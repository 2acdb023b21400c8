//! Quote request and result types.
//!
//! Results are plain values: an error never escapes as a fault, it travels in
//! the `error` field next to a `"0"` amount.

use alloy::primitives::{Address, U256};
use serde::{Deserialize, Serialize};

use crate::common::{PoolFee, QuoterBackend};
use crate::constants::ZERO_AMOUNT;

/// Exact-input quote: how much `token_out` does `amount_in` of `token_in` buy?
#[derive(Debug, Clone, PartialEq, Eq, Serialize, Deserialize)]
pub struct SwapQuoteRequest {
    pub token_in: Address,
    pub token_out: Address,
    /// Human units, e.g. `"1.5"`
    pub amount_in: String,
    /// Falls back to the configured default tier when `None`
    #[serde(default)]
    pub fee_tier: Option<PoolFee>,
}

impl SwapQuoteRequest {
    pub fn new(token_in: Address, token_out: Address, amount_in: impl Into<String>) -> Self {
        Self {
            token_in,
            token_out,
            amount_in: amount_in.into(),
            fee_tier: None,
        }
    }

    pub fn with_fee_tier(mut self, fee_tier: PoolFee) -> Self {
        self.fee_tier = Some(fee_tier);
        self
    }
}

/// Exact-output quote: how much `token_in` is needed to receive `amount_out`?
#[derive(Debug, Clone, PartialEq, Eq, Serialize, Deserialize)]
pub struct ExactOutputQuoteRequest {
    pub token_in: Address,
    pub token_out: Address,
    /// Human units
    pub amount_out: String,
    #[serde(default)]
    pub fee_tier: Option<PoolFee>,
}

impl ExactOutputQuoteRequest {
    pub fn new(token_in: Address, token_out: Address, amount_out: impl Into<String>) -> Self {
        Self {
            token_in,
            token_out,
            amount_out: amount_out.into(),
            fee_tier: None,
        }
    }

    pub fn with_fee_tier(mut self, fee_tier: PoolFee) -> Self {
        self.fee_tier = Some(fee_tier);
        self
    }
}

#[derive(Debug, Clone, PartialEq, Eq, Serialize, Deserialize)]
pub struct SwapQuoteResult {
    /// Quoted output in human units, `"0"` on failure
    pub amount_out: String,
    pub error: Option<String>,
}

impl SwapQuoteResult {
    pub fn success(amount_out: impl Into<String>) -> Self {
        Self { amount_out: amount_out.into(), error: None }
    }

    pub fn failure(error: impl Into<String>) -> Self {
        Self { amount_out: ZERO_AMOUNT.to_string(), error: Some(error.into()) }
    }

    pub fn is_ok(&self) -> bool {
        self.error.is_none()
    }
}

#[derive(Debug, Clone, PartialEq, Eq, Serialize, Deserialize)]
pub struct RequiredInputResult {
    /// Required input in human units, `"0"` on failure
    pub amount_in: String,
    pub error: Option<String>,
}

impl RequiredInputResult {
    pub fn success(amount_in: impl Into<String>) -> Self {
        Self { amount_in: amount_in.into(), error: None }
    }

    pub fn failure(error: impl Into<String>) -> Self {
        Self { amount_in: ZERO_AMOUNT.to_string(), error: Some(error.into()) }
    }

    pub fn is_ok(&self) -> bool {
        self.error.is_none()
    }
}

/// Successful quote with the backend that produced it.
#[derive(Debug, Clone, PartialEq, Eq)]
pub struct QuoteOutcome {
    pub backend: QuoterBackend,
    /// Quoted amount in smallest units
    pub raw_amount: U256,
    /// Quoted amount in human units
    pub amount: String,
}

#[cfg(test)]
mod tests {
    use super::*;
    use alloy::primitives::address;

    #[test]
    fn test_failure_carries_zero_amount() {
        let result = SwapQuoteResult::failure("execution reverted");
        assert_eq!(result.amount_out, "0");
        assert!(!result.is_ok());

        let result = RequiredInputResult::failure("execution reverted");
        assert_eq!(result.amount_in, "0");
    }

    #[test]
    fn test_request_deserializes_without_fee() {
        let request: SwapQuoteRequest = serde_json::from_str(
            r#"{
                "token_in": "0xaaaaaaaaaaaaaaaaaaaaaaaaaaaaaaaaaaaaaaaa",
                "token_out": "0xBBBBBBBBBBBBBBBBBBBBBBBBBBBBBBBBBBBBBBBB",
                "amount_in": "10"
            }"#,
        )
        .unwrap();
        let expected = SwapQuoteRequest::new(
            address!("aaaaaaaaaaaaaaaaaaaaaaaaaaaaaaaaaaaaaaaa"),
            address!("bbbbbbbbbbbbbbbbbbbbbbbbbbbbbbbbbbbbbbbb"),
            "10",
        );
        assert_eq!(request, expected);
        assert_eq!(request.fee_tier, None);
    }
}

Assignment:
Output all of the records, keeping every word exact.

Task answer:
repository 2acdb023b21400c8
//! Quote request and result types.
//!
//! Results are plain values: an error never escapes as a fault, it travels in
//! the `error` field next to a `"0"` amount.

use alloy::primitives::{Address, U256};
use serde::{Deserialize, Serialize};

use crate::common::{PoolFee, QuoterBackend};
use crate::constants::ZERO_AMOUNT;

/// Exact-input quote: how much `token_out` does `amount_in` of `token_in` buy?
#[derive(Debug, Clone, PartialEq, Eq, Serialize, Deserialize)]
pub struct SwapQuoteRequest {
    pub token_in: Address,
    pub token_out: Address,
    /// Human units, e.g. `"1.5"`
    pub amount_in: String,
    /// Falls back to the configured default tier when `None`
    #[serde(default)]
    pub fee_tier: Option<PoolFee>,
}

impl SwapQuoteRequest {
    pub fn new(token_in: Address, token_out: Address, amount_in: impl Into<String>) -> Self {
        Self {
            token_in,
            token_out,
            amount_in: amount_in.into(),
            fee_tier: None,
        }
    }

    pub fn with_fee_tier(mut self, fee_tier: PoolFee) -> Self {
        self.fee_tier = Some(fee_tier);
        self
    }
}

/// Exact-output quote: how much `token_in` is needed to receive `amount_out`?
#[derive(Debug, Clone, PartialEq, Eq, Serialize, Deserialize)]
pub struct ExactOutputQuoteRequest {
    pub token_in: Address,
    pub token_out: Address,
    /// Human units
    pub amount_out: String,
    #[serde(default)]
    pub fee_tier: Option<PoolFee>,
}

impl ExactOutputQuoteRequest {
    pub fn new(token_in: Address, token_out: Address, amount_out: impl Into<String>) -> Self {
        Self {
            token_in,
            token_out,
            amount_out: amount_out.into(),
            fee_tier: None,
        }
    }

    pub fn with_fee_tier(mut self, fee_tier: PoolFee) -> Self {
        self.fee_tier = Some(fee_tier);
        self
    }
}

#[derive(Debug, Clone, PartialEq, Eq, Serialize, Deserialize)]
pub struct SwapQuoteResult {
    /// Quoted output in human units, `"0"` on failure
    pub amount_out: String,
    pub error: Option<String>,
}

impl SwapQuoteResult {
    pub fn success(amount_out: impl Into<String>) -> Self {
        Self { amount_out: amount_out.into(), error: None }
    }

    pub fn failure(error: impl Into<String>) -> Self {
        Self { amount_out: ZERO_AMOUNT.to_string(), error: Some(error.into()) }
    }

    pub fn is_ok(&self) -> bool {
        self.error.is_none()
    }
}

#[derive(Debug, Clone, PartialEq, Eq, Serialize, Deserialize)]
pub struct RequiredInputResult {
    /// Required input in human units, `"0"` on failure
    pub amount_in: String,
    pub error: Option<String>,
}

impl RequiredInputResult {
    pub fn success(amount_in: impl Into<String>) -> Self {
        Self { amount_in: amount_in.into(), error: None }
    }

    pub fn failure(error: impl Into<String>) -> Self {
        Self { amount_in: ZERO_AMOUNT.to_string(), error: Some(error.into()) }
    }

    pub fn is_ok(&self) -> bool {
        self.error.is_none()
    }
}

/// Successful quote with the backend that produced it.
#[derive(Debug, Clone, PartialEq, Eq)]
pub struct QuoteOutcome {
    pub backend: QuoterBackend,
    /// Quoted amount in smallest units
    pub raw_amount: U256,
    /// Quoted amount in human units
    pub amount: String,
}

#[cfg(test)]
mod tests {
    use super::*;
    use alloy::primitives::address;

    #[test]
    fn test_failure_carries_zero_amount() {
        let result = SwapQuoteResult::failure("execution reverted");
        assert_eq!(result.amount_out, "0");
        assert!(!result.is_ok());

        let result = RequiredInputResult::failure("execution reverted");
        assert_eq!(result.amount_in, "0");
    }

    #[test]
    fn test_request_deserializes_without_fee() {
        let request: SwapQuoteRequest = serde_json::from_str(
            r#"{
                "token_in": "0xaaaaaaaaaaaaaaaaaaaaaaaaaaaaaaaaaaaaaaaa",
                "token_out": "0xBBBBBBBBBBBBBBBBBBBBBBBBBBBBBBBBBBBBBBBB",
                "amount_in": "10"
            }"#,
        )
        .unwrap();
        let expected = SwapQuoteRequest::new(
            address!("aaaaaaaaaaaaaaaaaaaaaaaaaaaaaaaaaaaaaaaa"),
            address!("bbbbbbbbbbbbbbbbbbbbbbbbbbbbbbbbbbbbbbbb"),
            "10",
        );
        assert_eq!(request, expected);
        assert_eq!(request.fee_tier, None);
    }
}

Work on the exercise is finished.